Heavy rare-earth trihydrides such as GdH3, DyH3, and yttrium trihydide (YH3) usually show a hexagonal crystal structure under ambient pressure. This structure is known to transform to a face-centered cubic (FCC) one at higher pressures (at the order of GPa), and the FCC one returns to the hexagonal structure when the applied pressure is released. In this study, we investigated the structure of alkaline or alkaline-earth (A)-substituted REH3 (RE = Y, Gd, Dy; A = Li, K, or Mg) using X-ray diffraction, and measured the phase transition pressure.

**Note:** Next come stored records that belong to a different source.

//! In-memory device bus.
//!
//! `LocalBus` implements the transport contract inside the process. It is
//! used by tests and demos, and by deployments where the device events are
//! produced in-process (simulators, replay tools).

use super::{topic_matches, BusConnection, BusError, BusMessage, DeviceLink, MessageHandler};
use std::sync::{Arc, Mutex, MutexGuard, PoisonError};
use tracing::trace;

struct Route {
    connection: u64,
    filter: String,
    handler: MessageHandler,
}

#[derive(Default)]
struct Broker {
    next_connection: u64,
    routes: Vec<Route>,
}

/// In-process publish/subscribe broker.
///
/// Cloning a `LocalBus` yields another handle to the same broker.
#[derive(Clone, Default)]
pub struct LocalBus {
    broker: Arc<Mutex<Broker>>,
}

impl LocalBus {
    pub fn new() -> Self {
        Self::default()
    }

    /// A device whose connections go through this broker.
    pub fn device(&self, identity: impl Into<String>) -> LocalDevice {
        LocalDevice {
            identity: identity.into(),
            bus: self.clone(),
        }
    }

    /// Deliver a message to every matching subscription on the calling
    /// thread. Returns the number of handlers invoked.
    pub fn publish(&self, topic: &str, payload: impl Into<String>) -> usize {
        let payload = payload.into();
        let handlers: Vec<MessageHandler> = self
            .broker()
            .routes
            .iter()
            .filter(|route| topic_matches(&route.filter, topic))
            .map(|route| Arc::clone(&route.handler))
            .collect();

        trace!(topic, receivers = handlers.len(), "Publishing on local bus");
        for handler in &handlers {
            handler(BusMessage::new(topic, payload.clone()));
        }
        handlers.len()
    }

    /// Number of live subscriptions across all connections.
    pub fn subscription_count(&self) -> usize {
        self.broker().routes.len()
    }

    fn broker(&self) -> MutexGuard<'_, Broker> {
        self.broker.lock().unwrap_or_else(PoisonError::into_inner)
    }
}

/// A device attached to a [`LocalBus`].
#[derive(Clone)]
pub struct LocalDevice {
    identity: String,
    bus: LocalBus,
}

impl DeviceLink for LocalDevice {
    fn identity(&self) -> &str {
        &self.identity
    }

    fn open(&self) -> Result<Box<dyn BusConnection>, BusError> {
        let id = {
            let mut broker = self.bus.broker();
            broker.next_connection += 1;
            broker.next_connection
        };
        Ok(Box::new(LocalConnection {
            id,
            bus: self.bus.clone(),
            closed: false,
        }))
    }
}

struct LocalConnection {
    id: u64,
    bus: LocalBus,
    closed: bool,
}

impl BusConnection for LocalConnection {
    fn subscribe(&mut self, filter: &str, handler: MessageHandler) -> Result<(), BusError> {
        if self.closed {
            return Err(BusError::Closed);
        }
        self.bus.broker().routes.push(Route {
            connection: self.id,
            filter: filter.to_string(),
            handler,
        });
        Ok(())
    }

    fn unsubscribe(&mut self, filter: &str) -> Result<(), BusError> {
        if self.closed {
            return Err(BusError::Closed);
        }
        let id = self.id;
        self.bus
            .broker()
            .routes
            .retain(|route| !(route.connection == id && route.filter == filter));
        Ok(())
    }

    fn close(&mut self) {
        let id = self.id;
        self.bus.broker().routes.retain(|route| route.connection != id);
        self.closed = true;
    }
}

We found that this FCC high-pressure phase can be stabilized by 10-33 mol % A substitution for RE in the REH3. The mechanism of phase stabilization is simply explained by the ionic radius ratio between the cation and anion (r(cat)/r(ani)), as well as the stabilities of other ionic crystals such as perovskite materials. For all considered REH3 samples, the FCC phase becomes stable when r(cat)/r(ani) > 0.856, such as in the case of 10 mol % Li-substituted YH3.